▶ _Problem to solve_:
Extract each line holding the word "gauge" from the entries.

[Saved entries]
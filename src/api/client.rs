use std::time::Duration;

use reqwest::Client;

use crate::prelude::*;

/// Per-request timeout, independent of the refresh budget.
pub const TIMEOUT: Duration = Duration::from_secs(10);

/// Build a default client.
pub fn try_new() -> Result<Client> {
    Ok(Client::builder().user_agent("mypv").timeout(TIMEOUT).build()?)
}
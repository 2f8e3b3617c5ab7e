use std::fmt::{Display, Formatter};

use clap::{ValueEnum, builder::PossibleValue};

use crate::coordinator::Section;

#[derive(Copy, Clone, Debug, PartialEq, Eq, derive_more::Display)]
pub enum Unit {
    #[display("W")]
    Watt,

    #[display("°C")]
    Celsius,

    #[display("V")]
    Volt,

    #[display("A")]
    Ampere,

    #[display("Hz")]
    Hertz,

    #[display("s")]
    Second,
}

impl Unit {
    /// The device reports these units in fixed-point, divide by this to get the real value.
    pub const fn divisor(self) -> Option<f64> {
        match self {
            Self::Hertz => Some(1000.0),
            Self::Celsius | Self::Ampere => Some(10.0),
            Self::Watt | Self::Volt | Self::Second => None,
        }
    }
}

/// Static metadata describing how to read and present one sensor.
#[derive(Debug, PartialEq, Eq)]
pub struct Descriptor {
    /// JSON key in the source section.
    pub key: &'static str,

    pub name: &'static str,
    pub unit: Option<Unit>,
    pub icon: &'static str,
    pub section: Section,
}

macro_rules! sensor_types {
    ($($variant:ident => $key:literal, $name:literal, $unit:expr, $icon:literal, $section:ident;)+) => {
        #[derive(Debug, enumset::EnumSetType)]
        pub enum SensorType {
            $($variant,)+
        }

        impl SensorType {
            pub const ALL: &'static [Self] = &[$(Self::$variant,)+];

            pub const fn descriptor(self) -> &'static Descriptor {
                match self {
                    $(
                        Self::$variant => &Descriptor {
                            key: $key,
                            name: $name,
                            unit: $unit,
                            icon: $icon,
                            section: Section::$section,
                        },
                    )+
                }
            }
        }
    };
}

sensor_types! {
    PowerAct => "power_act", "Actual power", Some(Unit::Watt), "mdi:flash", Data;
    Power => "power", "Power", Some(Unit::Watt), "mdi:flash", Data;
    PowerSolar => "power_solar_act", "Solar power", Some(Unit::Watt), "mdi:solar-power", Data;
    PowerGrid => "power_grid_act", "Grid power", Some(Unit::Watt), "mdi:transmission-tower", Data;
    Surplus => "surplus", "Surplus", Some(Unit::Watt), "mdi:solar-power-variant", Data;
    LoadNominal => "load_nom", "Nominal load", Some(Unit::Watt), "mdi:flash-outline", Data;
    Relay1 => "rel1_out", "Relay 1 output", None, "mdi:electric-switch", Data;
    Temp1 => "temp1", "Temperature 1", Some(Unit::Celsius), "mdi:thermometer", Data;
    Temp2 => "temp2", "Temperature 2", Some(Unit::Celsius), "mdi:thermometer", Data;
    Temp3 => "temp3", "Temperature 3", Some(Unit::Celsius), "mdi:thermometer", Data;
    Temp4 => "temp4", "Temperature 4", Some(Unit::Celsius), "mdi:thermometer", Data;
    TempChip => "tempchip", "Chip temperature", Some(Unit::Celsius), "mdi:chip", Data;
    HotWaterTarget => "ww1target", "Hot water target", Some(Unit::Celsius), "mdi:thermometer-check", Data;
    MainsVoltage => "volt_mains", "Mains voltage", Some(Unit::Volt), "mdi:sine-wave", Data;
    MainsCurrent => "curr_mains", "Mains current", Some(Unit::Ampere), "mdi:current-ac", Data;
    OutputVoltage => "volt_out", "Output voltage", Some(Unit::Volt), "mdi:sine-wave", Data;
    OutputCurrent => "curr_out", "Output current", Some(Unit::Ampere), "mdi:current-ac", Data;
    Frequency => "freq", "Mains frequency", Some(Unit::Hertz), "mdi:sine-wave", Data;
    Status => "status", "Status", None, "mdi:information-outline", Data;
    ScreenMode => "screen_mode_flag", "Operating mode", None, "mdi:monitor", Data;
    BoostActive => "boostactive", "Boost active", None, "mdi:rocket-launch", Data;
    ControlState => "ctrlstate", "Control state", None, "mdi:state-machine", Data;
    ControlErrors => "ctrl_errors", "Control errors", None, "mdi:alert", Data;
    Warnings => "warnings", "Warnings", None, "mdi:alert-outline", Data;
    CloudState => "cloudstate", "Cloud state", None, "mdi:cloud", Data;
    WifiSignal => "wifi_signal", "Wi-Fi signal", None, "mdi:wifi", Data;
    UpdateState => "upd_state", "Update state", None, "mdi:update", Data;
    Meter1State => "m1devstate", "Measurement device 1 state", None, "mdi:gauge", Data;
    Meter2State => "m2devstate", "Measurement device 2 state", None, "mdi:gauge", Data;
    Meter3State => "m3devstate", "Measurement device 3 state", None, "mdi:gauge", Data;
    Meter4State => "m4devstate", "Measurement device 4 state", None, "mdi:gauge", Data;
    Uptime => "uptime", "Uptime", Some(Unit::Second), "mdi:timer-outline", Data;
    LocalTime => "loctime", "Local time", None, "mdi:clock-outline", Data;
    IpAddress => "cur_ip", "IP address", None, "mdi:ip-network", Data;
    Device => "device", "Device", None, "mdi:information", Info;
    SerialNumber => "sn", "Serial number", None, "mdi:barcode", Info;
    FirmwareVersion => "fwversion", "Firmware version", None, "mdi:chip", Info;
    DeviceMode => "devmode", "Device mode", None, "mdi:cog", Setup;
    MaxPower => "maxpwr", "Maximum power", Some(Unit::Watt), "mdi:flash-alert", Setup;
    BoostTarget => "ww1boost", "Boost target temperature", Some(Unit::Celsius), "mdi:thermometer-alert", Setup;
    LatestAcThorFirmware => "ac_thor", "Latest AC•THOR firmware", None, "mdi:cloud-download", Firmware;
    LatestElwa2Firmware => "elwa_2", "Latest ELWA 2 firmware", None, "mdi:cloud-download", Firmware;
    LatestAcElwaFirmware => "ac_elwa_e", "Latest AC ELWA-E firmware", None, "mdi:cloud-download", Firmware;
}

impl SensorType {
    pub const fn key(self) -> &'static str {
        self.descriptor().key
    }

    /// Measurement device states are bitmasks rather than codes.
    pub const fn is_meter_state(self) -> bool {
        matches!(self, Self::Meter1State | Self::Meter2State | Self::Meter3State | Self::Meter4State)
    }
}

impl Display for SensorType {
    fn fmt(&self, f: &mut Formatter<'_>) -> std::fmt::Result {
        f.write_str(self.key())
    }
}

impl ValueEnum for SensorType {
    fn value_variants<'a>() -> &'a [Self] {
        Self::ALL
    }

    fn to_possible_value(&self) -> Option<PossibleValue> {
        Some(PossibleValue::new(self.key()).help(self.descriptor().name))
    }
}
use clap::Parser;
use tokio::time::{MissedTickBehavior, interval};

use crate::{
    cli::device::{DeviceArgs, read_states},
    prelude::*,
    tables::build_states_table,
};

#[derive(Parser)]
pub struct WatchArgs {
    #[clap(long, env = "POLLING_INTERVAL", default_value = "10s")]
    polling_interval: humantime::Duration,

    #[clap(flatten)]
    device: DeviceArgs,
}

impl WatchArgs {
    pub async fn run(self) -> Result {
        let mut coordinator = self.device.connect()?;
        coordinator.set_interval(self.polling_interval.into());

        let mut interval = interval(coordinator.interval());
        interval.set_missed_tick_behavior(MissedTickBehavior::Delay);

        // The entities need the device identity, keep polling until it arrives.
        let mut entities = None;
        loop {
            interval.tick().await;
            let snapshot = match coordinator.refresh().await {
                Ok(snapshot) => snapshot,
                Err(error) => {
                    error!("{error:#}, the sensors are unavailable");
                    continue;
                }
            };
            if entities.is_none() {
                entities = self.device.try_build_entities(snapshot)?;
            }
            match entities.as_mut() {
                Some(entities) => {
                    println!("{}", build_states_table(&read_states(entities, snapshot)));
                }
                None => {
                    warn!("the device info is not available yet, retrying…");
                }
            }
        }
    }
}
//! Sensor entities and the mapping from raw snapshot values to their states.

mod descriptor;
mod entity;
mod label;
pub mod value;

pub use self::{
    descriptor::{Descriptor, SensorType, Unit},
    entity::{DeviceIdentity, DeviceInfo, SensorEntity},
    label::Language,
    value::State,
};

▶ _Answer area_:
    Meter1State => "m1devstate", "Measurement device 1 state", None, "mdi:gauge", Data;
    Meter2State => "m2devstate", "Measurement device 2 state", None, "mdi:gauge", Data;
    Meter3State => "m3devstate", "Measurement device 3 state", None, "mdi:gauge", Data;
    Meter4State => "m4devstate", "Measurement device 4 state", None, "mdi:gauge", Data;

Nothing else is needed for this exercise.